*Requirement*: Say only the number of lines in the entries below that contain "await".

*Material provided*:

[Start of section]

//! services/api/src/web/middleware.rs
//!
//! Request logging middleware.

use axum::{
    extract::Request,
    http::HeaderValue,
    middleware::Next,
    response::Response,
};
use std::time::Instant;
use tracing::{info, info_span, Instrument};
use uuid::Uuid;

pub const X_REQUEST_ID: &str = "x-request-id";

/// Wraps each request in a span keyed by its request id and logs the outcome.
///
/// A valid UUID in the incoming `x-request-id` header is reused; otherwise a
/// fresh one is generated. The id is echoed back on the response.
pub async fn log_requests(mut req: Request, next: Next) -> Response {
    let started = Instant::now();

    let request_id = req
        .headers()
        .get(X_REQUEST_ID)
        .and_then(|v| v.to_str().ok())
        .and_then(|s| Uuid::parse_str(s).ok())
        .unwrap_or_else(Uuid::new_v4);
    let header_value = HeaderValue::from_str(&request_id.to_string()).ok();

    if let Some(value) = &header_value {
        req.headers_mut().insert(X_REQUEST_ID, value.clone());
    }

    let span = info_span!(
        "http_request",
        request_id = %request_id,
        method = %req.method(),
        path = %req.uri().path(),
    );

    async move {
        let mut response = next.run(req).await;
        if let Some(value) = header_value {
            response.headers_mut().insert(X_REQUEST_ID, value);
        }
        info!(
            status = response.status().as_u16(),
            elapsed = ?started.elapsed(),
            "Request completed."
        );
        response
    }
    .instrument(span)
    .await
}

[End of section]

*Response to the task*: 2